On Fri, 19 Mar 1999, Rob Windsor wrote:
Assuming that you are running a quad card so that you can touch four different subnets...
or to be more exact to touch more than one subnet.
You only have one "default gateway". Let's see if I can sum up why without oversimplifying:
Actually you have at most 1 default gateway.
To simplify things (and allow failover routing to function), the routing table only keeps a list of immediate networks and destinations (and hand-entered routes), and one place to send "everything else" that it doesn't know directly.

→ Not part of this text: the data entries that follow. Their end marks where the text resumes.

#[cfg(test)]
mod tests {
    use super::*;
    use chrono::Utc;
    use pareto_core::cache_store::memory::InMemoryCacheStore;
    use pareto_core::models::{ComparisonRequest, Criterion, Direction};

    fn fingerprint(category: &str) -> Fingerprint {
        Fingerprint::of(&ComparisonRequest {
            category_id: category.to_string(),
            criteria: vec![Criterion::new("price", 1.0, Direction::Minimize)],
            filters: None,
            limit: None,
        })
    }

    fn empty_result() -> ComparisonResult {
        ComparisonResult {
            criteria: vec![Criterion::new("price", 1.0, Direction::Minimize)],
            pareto_frontier: Vec::new(),
            dominated: Vec::new(),
            total_candidates: 0,
            truncated: false,
            computed_at: Utc::now(),
        }
    }

    fn cache(store: Arc<InMemoryCacheStore>) -> ComparisonCache {
        ComparisonCache::new(store, Duration::from_secs(60), "compare:")
    }

    #[tokio::test]
    async fn test_miss_then_hit() {
        let store = Arc::new(InMemoryCacheStore::new());
        let cache = cache(store.clone());
        let fp = fingerprint("phones");
        let cancel = CancellationToken::new();

        let first = cache
            .get_or_compute(&fp, &cancel, || async { Ok(empty_result()) })
            .await
            .unwrap();
        assert!(!first.cached);
        assert_eq!(store.len(), 1);

        let second = cache
            .get_or_compute(&fp, &cancel, || async {
                Err(CompareError::Internal("must not run".to_string()))
            })
            .await
            .unwrap();
        assert!(second.cached);
        assert_eq!(second.result.computed_at, first.result.computed_at);
        assert_eq!(cache.inflight_len(), 0);
    }

    #[tokio::test]
    async fn test_errors_are_not_cached() {
        let store = Arc::new(InMemoryCacheStore::new());
        let cache = cache(store.clone());
        let fp = fingerprint("phones");
        let cancel = CancellationToken::new();

        let err = cache
            .get_or_compute(&fp, &cancel, || async {
                Err(CompareError::CatalogUnavailable("down".to_string()))
            })
            .await
            .unwrap_err();
        assert_eq!(err.code(), "catalog_unavailable");
        assert!(store.is_empty());
        assert_eq!(cache.inflight_len(), 0);
    }

    #[tokio::test]
    async fn test_undecodable_entry_is_a_miss() {
        let store = Arc::new(InMemoryCacheStore::new());
        let cache = cache(store.clone());
        let fp = fingerprint("phones");
        store
            .set(&cache.key_for(&fp), "not json", Duration::from_secs(60))
            .await
            .unwrap();

        let lookup = cache
            .get_or_compute(&fp, &CancellationToken::new(), || async {
                Ok(empty_result())
            })
            .await
            .unwrap();
        assert!(!lookup.cached);
    }

    #[tokio::test]
    async fn test_cancelled_before_compute() {
        let store = Arc::new(InMemoryCacheStore::new());
        let cache = cache(store.clone());
        let cancel = CancellationToken::new();
        cancel.cancel();

        let err = cache
            .get_or_compute(&fingerprint("phones"), &cancel, || async {
                Ok(empty_result())
            })
            .await
            .unwrap_err();
        assert!(matches!(err, CompareError::ComputationCancelled(_)));
        assert!(store.is_empty());
        assert_eq!(cache.inflight_len(), 0);
    }

    #[tokio::test]
    async fn test_invalidate_category_only_touches_that_category() {
        let store = Arc::new(InMemoryCacheStore::new());
        let cache = cache(store.clone());
        let cancel = CancellationToken::new();

        for category in ["phones", "laptops"] {
            cache
                .get_or_compute(&fingerprint(category), &cancel, || async {
                    Ok(empty_result())
                })
                .await
                .unwrap();
        }
        assert_eq!(store.len(), 2);

        assert_eq!(cache.invalidate_category(" phones ").await.unwrap(), 1);
        assert_eq!(store.len(), 1);
        assert_eq!(cache.invalidate(&fingerprint("laptops")).await.unwrap(), 1);
        assert!(store.is_empty());
    }

    #[tokio::test]
    async fn test_invalidate_rejects_separator_in_category() {
        let store = Arc::new(InMemoryCacheStore::new());
        let cache = cache(store.clone());
        let cancel = CancellationToken::new();
        cache
            .get_or_compute(&fingerprint("phones"), &cancel, || async {
                Ok(empty_result())
            })
            .await
            .unwrap();

        assert!(cache.invalidate_category("phones:").await.is_err());
        assert!(cache.invalidate_category("  ").await.is_err());
        assert_eq!(store.len(), 1);
    }

    #[tokio::test]
    async fn test_invalidation_during_compute_is_not_stored() {
        let store = Arc::new(InMemoryCacheStore::new());
        let cache = cache(store.clone());
        let fp = fingerprint("phones");
        let cancel = CancellationToken::new();

        let (lookup, removed) = tokio::join!(
            cache.get_or_compute(&fp, &cancel, || async {
                tokio::time::sleep(Duration::from_millis(100)).await;
                Ok(empty_result())
            }),
            async {
                tokio::time::sleep(Duration::from_millis(20)).await;
                let removed = cache.invalidate_category("phones").await.unwrap();
                // Detached: a new request would lead its own computation.
                assert_eq!(cache.inflight_len(), 0);
                removed
            }
        );

        assert!(!lookup.unwrap().cached);
        assert_eq!(removed, 0);
        assert!(store.is_empty());

        let next = cache
            .get_or_compute(&fp, &cancel, || async { Ok(empty_result()) })
            .await
            .unwrap();
        assert!(!next.cached);
        assert_eq!(store.len(), 1);
    }

    #[tokio::test]
    async fn test_other_category_invalidation_still_stores() {
        let store = Arc::new(InMemoryCacheStore::new());
        let cache = cache(store.clone());
        let cancel = CancellationToken::new();

        let fp = fingerprint("phones");
        let (lookup, _) = tokio::join!(
            cache.get_or_compute(&fp, &cancel, || async {
                tokio::time::sleep(Duration::from_millis(60)).await;
                Ok(empty_result())
            }),
            async {
                tokio::time::sleep(Duration::from_millis(10)).await;
                cache.invalidate_category("laptops").await.unwrap()
            }
        );

        assert!(!lookup.unwrap().cached);
        assert_eq!(store.len(), 1);
    }

    #[tokio::test]
    async fn test_flush_during_compute_is_not_stored() {
        let store = Arc::new(InMemoryCacheStore::new());
        let cache = cache(store.clone());
        let cancel = CancellationToken::new();

        let fp = fingerprint("phones");
        let (lookup, flushed) = tokio::join!(
            cache.get_or_compute(&fp, &cancel, || async {
                tokio::time::sleep(Duration::from_millis(60)).await;
                Ok(empty_result())
            }),
            async {
                tokio::time::sleep(Duration::from_millis(10)).await;
                cache.flush().await
            }
        );

        assert!(lookup.is_ok());
        assert!(flushed.is_ok());
        assert!(store.is_empty());
        assert_eq!(cache.inflight_len(), 0);
    }
}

But it doesn't have to have a place to send "everything else." In fact if you have at least interface directly attached to every network you want the NAC to service and don't want people to be able to access it from anywhere else, you don't want to set a default gateway. Also, if you put in statically all the gateways for all the networks you want the NAC to service and don't want it to service any other network then you also don't want to have a default gateway.
With that in mind, things are very simple. If you already have a "default gateway" set up because of your single card, you probably don't have to change it.
Unless you don't want the traffic to go through that gateway anymore.
It didn't work out as well as we had hoped, we're not hitting near 25% capacity on either of the two ports (mmm, mrtg).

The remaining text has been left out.